- **The task**
Up to and including the line that contains "Err(err) => match", return every line from the start of the data, unchanged.

- **Record excerpts**
━━━━━━
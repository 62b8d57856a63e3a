use anyhow::{anyhow, Result};
use std::{
    env, fs,
    io::ErrorKind,
    net::IpAddr,
    path::{Path, PathBuf},
    time::Duration,
};

mod raw;

const DEFAULT_CONFIG_FILE_NAME: &str = "film-comment-service.toml";

const ENV_NAME_DB_URL: &str = "DATABASE_URL";
const ENV_NAME_FILM_CATALOG_URL: &str = "FILM_CATALOG_URL";

pub struct Config {
    pub db: Db,
    pub webserver: WebServer,
    pub film_catalog: FilmCatalog,
}

impl Config {
    pub fn try_load_from_file_or_default<P: AsRef<Path>>(file_path: Option<P>) -> Result<Self> {
        let file_path: PathBuf = match file_path {
            Some(p) => p.as_ref().to_path_buf(),
            None => {
                log::info!("No configuration file specified. load {DEFAULT_CONFIG_FILE_NAME}");
                PathBuf::from(DEFAULT_CONFIG_FILE_NAME)
            }
        };

        let raw_config = match fs::read_to_string(&file_path) {
            Ok(cfg_string) => toml::from_str(&cfg_string)?,
            Err(err) => match err.kind() {
                ErrorKind::NotFound => {
                    log::info!(
                        "{} not found => load default configuration.",
                        file_path.display()
                    );
                    Ok(raw::Config::default())
                }
                _ => Err(err),
            }?,
        };
        let mut cfg = Self::try_from(raw_config)?;
        cfg.apply_env_overrides(|name| env::var(name).ok());
        Ok(cfg)
    }

    fn apply_env_overrides(&mut self, lookup: impl Fn(&str) -> Option<String>) {
        if let Some(db_url) = lookup(ENV_NAME_DB_URL) {
            self.db.conn_sqlite = db_url;
        }
        if let Some(base_url) = lookup(ENV_NAME_FILM_CATALOG_URL) {
            self.film_catalog.base_url = base_url;
        }
    }
}

pub struct Db {
    /// SQLite connection
    pub conn_sqlite: String,
    pub conn_pool_size: u8,
}

pub struct WebServer {
    pub address: IpAddr,
    pub port: u16,
    pub enable_cors: bool,
}

pub struct FilmCatalog {
    pub base_url: String,
    /// Upper bound of a single existence query.
    pub timeout: Duration,
}

impl TryFrom<raw::Config> for Config {
    type Error = anyhow::Error;
    fn try_from(from: raw::Config) -> Result<Self> {
        let raw::Config {
            db,
            webserver,
            film_catalog,
        } = from;

        let raw::Db {
            connection_sqlite,
            connection_pool_size,
        } = db.unwrap_or_default();

        if connection_pool_size == 0 {
            return Err(anyhow!("The connection pool size must be positive"));
        }
        let db = Db {
            conn_sqlite: connection_sqlite,
            conn_pool_size: connection_pool_size,
        };

        let raw::WebServer {
            address,
            port,
            cors,
        } = webserver.unwrap_or_default();
        let webserver = WebServer {
            address,
            port,
            enable_cors: cors,
        };

        let raw::FilmCatalog { base_url, timeout } = film_catalog.unwrap_or_default();
        if base_url.trim().is_empty() {
            return Err(anyhow!("Missing film catalog base URL"));
        }
        let film_catalog = FilmCatalog { base_url, timeout };

        Ok(Self {
            db,
            webserver,
            film_catalog,
        })
    }
}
━━━━━━
- **Result for this exercise**
repository 62b8d57856a63e3a
use anyhow::{anyhow, Result};
use std::{
    env, fs,
    io::ErrorKind,
    net::IpAddr,
    path::{Path, PathBuf},
    time::Duration,
};

mod raw;

const DEFAULT_CONFIG_FILE_NAME: &str = "film-comment-service.toml";

const ENV_NAME_DB_URL: &str = "DATABASE_URL";
const ENV_NAME_FILM_CATALOG_URL: &str = "FILM_CATALOG_URL";

pub struct Config {
    pub db: Db,
    pub webserver: WebServer,
    pub film_catalog: FilmCatalog,
}

impl Config {
    pub fn try_load_from_file_or_default<P: AsRef<Path>>(file_path: Option<P>) -> Result<Self> {
        let file_path: PathBuf = match file_path {
            Some(p) => p.as_ref().to_path_buf(),
            None => {
                log::info!("No configuration file specified. load {DEFAULT_CONFIG_FILE_NAME}");
                PathBuf::from(DEFAULT_CONFIG_FILE_NAME)
            }
        };

        let raw_config = match fs::read_to_string(&file_path) {
            Ok(cfg_string) => toml::from_str(&cfg_string)?,
            Err(err) => match err.kind() {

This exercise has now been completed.